Pelaku N saat diamankan di Polres Kolaka Foto: Anto
Pelaku N saat diamankan di Polres Kolaka Foto: Anto

KOLAKA, KORAN SULTRA-Setelah dua hari lari dari pengejaran Polisi Sektor (Polsek) Samaturu, pelaku inisial N(18), penikaman di salah satu pesta rakyat di Kelurahan Tonganapo, Kecamatan Samaturu, Kabupaten Kolaka pada, Selasa (28/2) malam, akhirnya diringkus Polisi di Kecamatan Tanggetada.

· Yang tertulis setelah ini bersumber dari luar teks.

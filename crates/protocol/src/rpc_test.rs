//! Tests for RPC message conversions

use std::time::Instant;

use bytes::Bytes;
use prost::Message;

use crate::record::Record;
use crate::rpc::{MetricRecord, StreamSummary};

#[test]
fn test_metric_record_to_line_parses() {
    let msg = MetricRecord {
        path: "a.b;env=prod".to_string(),
        value: 0.25,
        time: 1600000000,
    };

    let line = msg.to_line();
    assert_eq!(line, Bytes::from_static(b"a.b;env=prod 0.25 1600000000"));

    let rec = Record::parse(&line, true, Instant::now()).unwrap();
    assert_eq!(rec.path(), "a.b");
    assert_eq!(rec.value(), 0.25);
    assert_eq!(rec.time(), 1600000000);
}

#[test]
fn test_metric_record_from_record() {
    let line = Bytes::from_static(b"x.y;dc=1 7 42");
    let rec = Record::parse(&line, true, Instant::now()).unwrap();

    let msg = MetricRecord::from(&rec);
    assert_eq!(msg.path, "x.y;dc=1");
    assert_eq!(msg.value, 7.0);
    assert_eq!(msg.time, 42);
}

#[test]
fn test_messages_encode_decode() {
    let msg = MetricRecord {
        path: "a".to_string(),
        value: -1.5,
        time: 9,
    };
    let decoded = MetricRecord::decode(msg.encode_to_vec().as_slice()).unwrap();
    assert_eq!(decoded, msg);

    let summary = StreamSummary {
        received_count: 10,
        error_count: 1,
    };
    let decoded = StreamSummary::decode(summary.encode_to_vec().as_slice()).unwrap();
    assert_eq!(decoded, summary);
}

Kapolsek Samaturu Bambang trijana mengatakan, pelaku inisial N(18) merupakan warga Pomalaa. Pelaku berhasil dibekuk petugas pada, kamis (2/3) sore pukul 16.30 Wita di kecamatan Tanggetada.

“Pelaku kita tangkap di kecamatan tanggetada,” ujar Bambang.

Kata Bambang, kronologis kejadiannya itu lantaran pelaku N tidak terima bapaknya dipukuli oleh korban Siba. Sehingga pelaku langsung merampas pisau yang dihunus korban. Kemudian, menusuk korban di kiri bagian perutnya.

“Peristiwa itu dikarenakan pelaku tidak terima bapaknya dipukuli korban,” katanya.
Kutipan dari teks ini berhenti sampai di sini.